Tens of thousands of people took to the streets of the capital today to celebrate London Pride.
A joyous carnival atmosphere prevailed, 50 years after homosexuality was decriminalised in the UK.
But there were some negative sentiments, reserved mainly for the Democratic Unionist Party, now in a controversial Parliamentary pact with the Tories.
Most visible was this absolutely giant balloon-adorned banner.
It became the centrepiece of a number of social media posts.
Owen Jones even took time out to pose under it.
A substantial part of the march at one point dedicated a chant to the Northern Ireland party.
Individuals also made their opinions very clear.
There also ire directed at Prime Minister Theresa May whose pre-recorded speech paying tribute to Pride was played at the event as well as being posted to her official social media accounts.
Elsewhere, a gloriously polite zero-tolerance approach to homophobia on the day was displayed typified by this response to a Mr Paul Rimmer.
And in the interests of balance here is a picture of anti-Pride protestors.

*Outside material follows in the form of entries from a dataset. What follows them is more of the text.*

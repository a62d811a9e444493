//! Detour backend for slot-dispatched methods.
//!
//! Runtimes that route invocations through a per-method entry slot let us
//! redirect without touching code at all: swap the slot to the replacement's
//! entry and swap it back on revert. Both operations are single atomic
//! pointer writes, so they are safe with respect to methods currently
//! executing on other threads.

use std::sync::atomic::{AtomicPtr, Ordering};
use std::sync::Arc;

use super::{Detour, DetourError, DetourGuard};
use crate::runtime::{EntryPoint, MethodAttrs, MethodHandle};

/// Detour that redirects by swapping a method's dispatch slot.
#[derive(Default)]
pub struct SlotDetour;

impl SlotDetour {
    /// Creates a new slot detour backend.
    pub fn new() -> Self {
        Self
    }
}

unsafe impl Detour for SlotDetour {
    unsafe fn install(
        &self,
        original: &MethodHandle,
        replacement: &MethodHandle,
    ) -> Result<Box<dyn DetourGuard>, DetourError> {
        if original.attrs().contains(MethodAttrs::SPECIAL_RUNTIME) {
            return Err(DetourError::IneligibleMethod(original.name().to_owned()));
        }
        let slot = match original.entry() {
            EntryPoint::Slot(slot) => Arc::clone(slot),
            EntryPoint::Native(_) => {
                return Err(DetourError::UnsupportedEntry(original.name().to_owned()))
            }
        };

        let installed = replacement.entry_ptr() as *mut u8;
        let previous = slot.swap(installed, Ordering::AcqRel);

        Ok(Box::new(SlotGuard {
            slot,
            previous,
            installed,
        }))
    }
}

/// Guard restoring a swapped entry slot.
struct SlotGuard {
    /// The dispatch slot that was redirected.
    slot: Arc<AtomicPtr<u8>>,
    /// Entry pointer the slot held before the redirect.
    previous: *mut u8,
    /// Entry pointer this guard installed.
    installed: *mut u8,
}

unsafe impl DetourGuard for SlotGuard {}

impl Drop for SlotGuard {
    fn drop(&mut self) {
        // Restore only if the slot still holds our redirect; a later writer
        // owns the slot otherwise.
        let _ = self.slot.compare_exchange(
            self.installed,
            self.previous,
            Ordering::AcqRel,
            Ordering::Acquire,
        );
    }
}

#[cfg(test)]
mod tests {
    use super::*;
    use crate::descriptor::MethodToken;
    use crate::runtime::{MethodImage, MethodSig};
    use std::mem;

    extern "C" fn returns_11() -> i32 {
        11
    }

    extern "C" fn returns_22() -> i32 {
        22
    }

    fn slot_method(token: i32, attrs: MethodAttrs, body: extern "C" fn() -> i32) -> MethodHandle {
        let slot = Arc::new(AtomicPtr::new(body as *mut u8));
        MethodHandle::new(MethodImage::new(
            MethodToken(token),
            format!("M{token}"),
            MethodSig {
                params: Vec::new(),
                is_static: true,
            },
            attrs,
            EntryPoint::Slot(slot),
        ))
    }

    /// Calls through the method's current entry pointer.
    unsafe fn invoke(method: &MethodHandle) -> i32 {
        let f: extern "C" fn() -> i32 = mem::transmute(method.entry_ptr());
        f()
    }

    #[test]
    fn swaps_and_restores_the_slot() {
        let original = slot_method(1, MethodAttrs::empty(), returns_11);
        let replacement = slot_method(2, MethodAttrs::empty(), returns_22);

        unsafe {
            assert_eq!(invoke(&original), 11);

            let guard = SlotDetour::new().install(&original, &replacement).unwrap();
            assert_eq!(invoke(&original), 22);

            guard.revert();
            assert_eq!(invoke(&original), 11);
        }
    }

    #[test]
    fn drop_restores_like_revert() {
        let original = slot_method(1, MethodAttrs::empty(), returns_11);
        let replacement = slot_method(2, MethodAttrs::empty(), returns_22);

        unsafe {
            {
                let _guard = SlotDetour::new().install(&original, &replacement).unwrap();
                assert_eq!(invoke(&original), 22);
            }
            assert_eq!(invoke(&original), 11);
        }
    }

    #[test]
    fn stale_guard_leaves_a_newer_redirect_alone() {
        let original = slot_method(1, MethodAttrs::empty(), returns_11);
        let replacement = slot_method(2, MethodAttrs::empty(), returns_22);

        unsafe {
            let stale = SlotDetour::new().install(&original, &replacement).unwrap();
            // Someone else repoints the slot after us.
            if let EntryPoint::Slot(slot) = original.entry() {
                slot.store(returns_11 as *mut u8, Ordering::Release);
            }
            stale.revert();
            assert_eq!(invoke(&original), 11);
        }
    }

    #[test]
    fn special_runtime_methods_are_ineligible() {
        let original = slot_method(1, MethodAttrs::SPECIAL_RUNTIME, returns_11);
        let replacement = slot_method(2, MethodAttrs::empty(), returns_22);

        let result = unsafe { SlotDetour::new().install(&original, &replacement) };
        assert!(matches!(result, Err(DetourError::IneligibleMethod(_))));
    }

    #[test]
    fn native_entries_are_unsupported() {
        let original = MethodHandle::new(MethodImage::new(
            MethodToken(1),
            "M1",
            MethodSig {
                params: Vec::new(),
                is_static: true,
            },
            MethodAttrs::empty(),
            EntryPoint::Native(returns_11 as *mut u8),
        ));
        let replacement = slot_method(2, MethodAttrs::empty(), returns_22);

        let result = unsafe { SlotDetour::new().install(&original, &replacement) };
        assert!(matches!(result, Err(DetourError::UnsupportedEntry(_))));
    }
}
//! # Persistence
//!
//! Saving and restoring the applied-batch history for session continuity
//! across process restarts.
//!
//! The on-disk format is a JSON-serialized ordered list of
//! [`PatchBatch`](crate::batch::PatchBatch) records; restoring replays them
//! through the engine. Saving runs on a background thread and is
//! fire-and-forget with respect to the apply pass: write failures are logged
//! and swallowed, never surfaced. The only errors returned to callers are
//! path precondition violations.

use std::fs;
use std::path::{Path, PathBuf};
use std::thread::{self, JoinHandle};

use thiserror::Error;
use tracing::{info, warn};

use crate::batch::PatchBatch;

/// Precondition violations on the persistence entry points.
#[derive(Debug, Error)]
pub enum PersistError {
    /// The path cannot hold a history file.
    #[error("invalid history path: {0}")]
    InvalidPath(PathBuf),
}

/// Why a background save did not complete. Logged, never returned.
#[derive(Debug, Error)]
enum SaveError {
    /// Writing the file failed.
    #[error("I/O error: {0}")]
    Io(#[from] std::io::Error),
    /// Serializing the history failed.
    #[error("serialization error: {0}")]
    Json(#[from] serde_json::Error),
}

/// Fails fast on paths that cannot hold a history file.
pub(crate) fn validate_path(path: &Path) -> Result<(), PersistError> {
    if path.as_os_str().is_empty() || path.parent().is_none() {
        return Err(PersistError::InvalidPath(path.to_owned()));
    }
    Ok(())
}

/// Serializes `history` to `path` on a background thread.
///
/// Failures are logged and swallowed. The returned handle may be joined by
/// callers that need the write to have finished, or dropped to fire and
/// forget.
pub(crate) fn save_in_background(path: PathBuf, history: Vec<PatchBatch>) -> JoinHandle<()> {
    info!(
        "saving {} applied patch batches to {}",
        history.len(),
        path.display()
    );
    thread::spawn(move || {
        if let Err(err) = write_history(&path, &history) {
            warn!("failed to save patch history to {}: {}", path.display(), err);
        }
    })
}

/// Writes the history list as JSON, creating parent directories as needed.
fn write_history(path: &Path, history: &[PatchBatch]) -> Result<(), SaveError> {
    if let Some(dir) = path.parent() {
        if !dir.as_os_str().is_empty() {
            fs::create_dir_all(dir)?;
        }
    }
    let json = serde_json::to_string(history)?;
    fs::write(path, json)?;
    Ok(())
}

/// Reads the history list back from disk.
///
/// A missing file is an empty history; unreadable or unparsable files are
/// logged and also yield an empty history.
pub(crate) fn load_history(path: &Path) -> Vec<PatchBatch> {
    if !path.exists() {
        return Vec::new();
    }
    let text = match fs::read_to_string(path) {
        Ok(text) => text,
        Err(err) => {
            warn!("could not read patch history at {}: {}", path.display(), err);
            return Vec::new();
        }
    };
    match serde_json::from_str::<Vec<PatchBatch>>(&text) {
        Ok(batches) => {
            info!("loaded {} patch batches from {}", batches.len(), path.display());
            batches
        }
        Err(err) => {
            warn!(
                "could not parse patch history at {}: {}",
                path.display(),
                err
            );
            Vec::new()
        }
    }
}
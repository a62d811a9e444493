//! Live method handles and their entry points.

use std::fmt;
use std::sync::atomic::{AtomicPtr, Ordering};
use std::sync::Arc;

use bitflags::bitflags;

use crate::descriptor::MethodToken;

bitflags! {
    /// Runtime attributes consulted before redirecting a method.
    #[derive(Debug, Clone, Copy, PartialEq, Eq)]
    pub struct MethodAttrs: u32 {
        /// Compiled under a mode that forbids entry-point redirection.
        /// Such methods are skipped, not failed.
        const NO_REDIRECT = 1 << 0;
        /// Runtime-internal method shape that cannot take a detour
        /// (per-instantiation generic thunks, special constructors).
        const SPECIAL_RUNTIME = 1 << 1;
    }
}

/// One parameter of a method signature.
#[derive(Debug, Clone, PartialEq, Eq)]
pub struct ParamType {
    /// Fully qualified parameter type name.
    pub type_name: String,
    /// Whether the parameter is passed by reference (ref/out).
    pub by_ref: bool,
}

impl ParamType {
    /// Creates a by-value parameter of the given type.
    pub fn by_value(type_name: impl Into<String>) -> Self {
        Self {
            type_name: type_name.into(),
            by_ref: false,
        }
    }

    /// Creates a by-reference parameter of the given type.
    pub fn by_ref(type_name: impl Into<String>) -> Self {
        Self {
            type_name: type_name.into(),
            by_ref: true,
        }
    }
}

/// Shape of a method as its callers see it.
#[derive(Debug, Clone, PartialEq, Eq)]
pub struct MethodSig {
    /// Parameter shapes in declaration order, excluding the receiver.
    pub params: Vec<ParamType>,
    /// Whether the method is static (no receiver on the stack).
    pub is_static: bool,
}

/// Where invocations of a method enter it.
#[derive(Debug)]
pub enum EntryPoint {
    /// The runtime dispatches calls through a swappable slot. Covers methods
    /// not yet compiled: the slot is repointed whether or not the body behind
    /// it has been JIT-compiled.
    Slot(Arc<AtomicPtr<u8>>),
    /// Direct JIT-compiled entry; redirection must patch the code itself.
    Native(*mut u8),
}

/// A method loaded in the running VM.
#[derive(Debug)]
pub struct MethodImage {
    /// Token of the method within its module.
    token: MethodToken,
    /// Display name for logs.
    name: String,
    /// Signature as callers see it.
    sig: MethodSig,
    /// Runtime attributes.
    attrs: MethodAttrs,
    /// Entry point invocations go through.
    entry: EntryPoint,
}

// Safety: the raw entry pointer is only ever mutated through atomic slot
// swaps or page-protected patches, never through shared references.
unsafe impl Send for MethodImage {}
unsafe impl Sync for MethodImage {}

impl MethodImage {
    /// Creates a method image.
    pub fn new(
        token: MethodToken,
        name: impl Into<String>,
        sig: MethodSig,
        attrs: MethodAttrs,
        entry: EntryPoint,
    ) -> Self {
        Self {
            token,
            name: name.into(),
            sig,
            attrs,
            entry,
        }
    }
}

/// A cheap, clonable handle to a live method.
///
/// Clones share identity: [`MethodHandle::key`] is stable across every handle
/// resolved from the same underlying image, which is what keys the engine's
/// redirection table.
#[derive(Clone)]
pub struct MethodHandle(Arc<MethodImage>);

impl MethodHandle {
    /// Wraps a method image in a handle.
    pub fn new(image: MethodImage) -> Self {
        Self(Arc::new(image))
    }

    /// Token of the method within its module.
    pub fn token(&self) -> MethodToken {
        self.0.token
    }

    /// Display name for logs.
    pub fn name(&self) -> &str {
        &self.0.name
    }

    /// Signature as callers see it.
    pub fn sig(&self) -> &MethodSig {
        &self.0.sig
    }

    /// Runtime attributes.
    pub fn attrs(&self) -> MethodAttrs {
        self.0.attrs
    }

    /// Entry point invocations go through.
    pub fn entry(&self) -> &EntryPoint {
        &self.0.entry
    }

    /// The executable entry pointer as of this call.
    pub fn entry_ptr(&self) -> *const u8 {
        match &self.0.entry {
            EntryPoint::Slot(slot) => slot.load(Ordering::Acquire) as *const u8,
            EntryPoint::Native(code) => *code as *const u8,
        }
    }

    /// Identity key for this live method.
    pub fn key(&self) -> MethodKey {
        MethodKey(Arc::as_ptr(&self.0) as usize)
    }
}

impl fmt::Debug for MethodHandle {
    fn fmt(&self, f: &mut fmt::Formatter<'_>) -> fmt::Result {
        f.debug_struct("MethodHandle")
            .field("token", &self.0.token)
            .field("name", &self.0.name)
            .field("attrs", &self.0.attrs)
            .finish()
    }
}

/// Identity of a live method handle, stable across clones and re-resolution.
#[derive(Debug, Clone, Copy, PartialEq, Eq, Hash)]
pub struct MethodKey(usize);

#[cfg(test)]
mod tests {
    use super::*;

    fn image(entry: EntryPoint) -> MethodImage {
        MethodImage::new(
            MethodToken(0x0600_0001),
            "Game.Player.Update()",
            MethodSig {
                params: vec![ParamType::by_value("System.Single")],
                is_static: false,
            },
            MethodAttrs::empty(),
            entry,
        )
    }

    #[test]
    fn clones_share_identity() {
        let handle = MethodHandle::new(image(EntryPoint::Native(std::ptr::null_mut())));
        let clone = handle.clone();
        assert_eq!(handle.key(), clone.key());

        let other = MethodHandle::new(image(EntryPoint::Native(std::ptr::null_mut())));
        assert_ne!(handle.key(), other.key());
    }

    #[test]
    fn slot_entry_ptr_follows_the_slot() {
        let slot = Arc::new(AtomicPtr::new(0x1000 as *mut u8));
        let handle = MethodHandle::new(image(EntryPoint::Slot(Arc::clone(&slot))));
        assert_eq!(handle.entry_ptr() as usize, 0x1000);

        slot.store(0x2000 as *mut u8, Ordering::Release);
        assert_eq!(handle.entry_ptr() as usize, 0x2000);
    }
}
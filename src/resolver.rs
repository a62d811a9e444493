//! # Symbol resolver
//!
//! Maps portable method descriptors to live, loaded method handles.
//!
//! The resolver is built once per session from a snapshot of the currently
//! loaded assemblies, indexed by simple name. One name may map to several
//! live instances (assembly reload scenarios); resolution considers all of
//! them. Patch assemblies are registered incrementally as they are loaded.
//!
//! Lookups are safe from any thread once construction is done; registering a
//! new assembly takes the write lock and is synchronized against concurrent
//! reads.

use std::collections::{BTreeSet, HashMap};
use std::path::PathBuf;
use std::sync::{Arc, RwLock};

use thiserror::Error;

use crate::descriptor::{MethodDescriptor, MethodToken};
use crate::runtime::{AssemblyImage, MethodHandle, TokenError};

/// Why a descriptor did not resolve to a live method.
///
/// `TokenOutOfRange` and `NotFound` are deliberately distinct variants: the
/// engine's back-off search prunes a whole probe direction on the first
/// out-of-range result, while not-found keeps the direction alive. This is a
/// tagged return value rather than an unwinding error because it is consulted
/// on a hot path, up to 100,000 times per search.
#[derive(Debug, Clone, PartialEq, Eq, Error)]
pub enum ResolveError {
    /// No assembly with this simple name is loaded.
    #[error("assembly not loaded: {0}")]
    AssemblyNotLoaded(String),
    /// The token fell outside the metadata table of every candidate module.
    #[error("token {token} out of range for every module of {assembly}")]
    TokenOutOfRange {
        /// Simple name of the assembly searched.
        assembly: String,
        /// The token probed.
        token: MethodToken,
    },
    /// The token is in range for at least one module, but no method lives
    /// at it.
    #[error("no method at token {token} in {assembly}")]
    NotFound {
        /// Simple name of the assembly searched.
        assembly: String,
        /// The token probed.
        token: MethodToken,
    },
}

/// Index of loaded assemblies, resolvable by descriptor.
pub struct SymbolResolver {
    /// Live assembly instances keyed by simple name.
    assemblies: RwLock<HashMap<String, Vec<Arc<AssemblyImage>>>>,
    /// Directories of on-disk assemblies, for the host's compiler collaborator.
    search_paths: RwLock<BTreeSet<PathBuf>>,
}

impl SymbolResolver {
    /// Builds a resolver from a snapshot of the currently loaded assemblies.
    pub fn new(snapshot: impl IntoIterator<Item = Arc<AssemblyImage>>) -> Self {
        let resolver = Self {
            assemblies: RwLock::new(HashMap::new()),
            search_paths: RwLock::new(BTreeSet::new()),
        };
        for assembly in snapshot {
            resolver.add_assembly(assembly);
        }
        resolver
    }

    /// Registers a newly loaded assembly without rebuilding the index.
    pub fn add_assembly(&self, assembly: Arc<AssemblyImage>) {
        if let Some(dir) = assembly.location().and_then(|path| path.parent()) {
            self.search_paths.write().unwrap().insert(dir.to_owned());
        }
        self.assemblies
            .write()
            .unwrap()
            .entry(assembly.name().to_owned())
            .or_default()
            .push(assembly);
    }

    /// Directories containing the on-disk assemblies seen so far.
    pub fn assembly_search_paths(&self) -> Vec<PathBuf> {
        self.search_paths.read().unwrap().iter().cloned().collect()
    }

    /// Resolves a descriptor to a live method handle.
    ///
    /// Every instance registered under the descriptor's assembly name is
    /// tried, module by module, at the exact token. The first hit wins.
    pub fn resolve(&self, method: &MethodDescriptor) -> Result<MethodHandle, ResolveError> {
        let assemblies = self.assemblies.read().unwrap();
        let instances = assemblies
            .get(&method.assembly_name)
            .ok_or_else(|| ResolveError::AssemblyNotLoaded(method.assembly_name.clone()))?;

        let mut token_in_range = false;
        for assembly in instances {
            for module in assembly.modules() {
                match module.resolve_method(method.metadata_token) {
                    Ok(handle) => return Ok(handle),
                    Err(TokenError::NotFound) => token_in_range = true,
                    Err(TokenError::OutOfRange) => {}
                }
            }
        }

        if token_in_range {
            Err(ResolveError::NotFound {
                assembly: method.assembly_name.clone(),
                token: method.metadata_token,
            })
        } else {
            Err(ResolveError::TokenOutOfRange {
                assembly: method.assembly_name.clone(),
                token: method.metadata_token,
            })
        }
    }
}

Politics aside, one very different group who couldn’t be given enough praise were the members of the emergency services who responded to recent terror attacks and the Grenfell fire disaster.
They were among the thousands making their way through the city as the march set off on Saturday afternoon.
Staff from the Metropolitan Police, London Ambulance Service and London Fire Brigade were nominated to launch the parade after helping in response to recent tragic events in the capital, organisers said.
They joined flag bearers representing countries around the world, including those where it is still illegal to be LGBT Plus.
More than 26,000 people were estimated to be taking part in the parade, which began north of Oxford Circus on Regent Street, watched by a which was expected to number around one million.
The parade, taking a 1.4 mile (2.3km) route through the city, comes after what is believed to be the world’s largest Pride festival, with over 100 events having taken place since Saturday June 24.
The large-scale event is taking place as the country’s threat level remains at severe, with police warning people to be vigilant as they enjoy the celebrations.
The Met said it is involved in high visibility police patrols, including both armed and unarmed officers, as well as plain clothes officers.
The march is also marking 50 years since the Sexual Offences Act 1967, which decriminalised homosexuality in England and Wales.
In a message released ahead of the parade Mrs May, who is currently in Germany at the G20, reiterated the UK’s pledge to encourage other countries to ensure equal rights for all, regardless of sexual orientation, and to take a stand against hate crime at home.
She said: “Around the world, cruel and discriminatory laws still exist – some of them directly based on the very laws which were repealed in this country 50 years ago.
“So the UK has a responsibility to stand up for our values and to promote the rights of LGBT Plus people internationally.
“That’s why we will continue to stand up for human rights, directly challenging at the highest political levels governments that criminalise homosexuality or practice violence and discrimination against LGBT Plus people.
“And here at home too, we must continue to stand up for true equality and respect for everyone, right across our United Kingdom.
“We must stamp out homophobic bullying in schools, and drive down homophobic and transphobic hate crime.”
As part of the annual Pride weekend, a rainbow flag will be projected onto the Palace of Westminster for the first time.
Lord Fowler, Speaker of the House of Lords, said the move will demonstrate the UK’s support for those living in countries around the world where people are persecuted for being gay.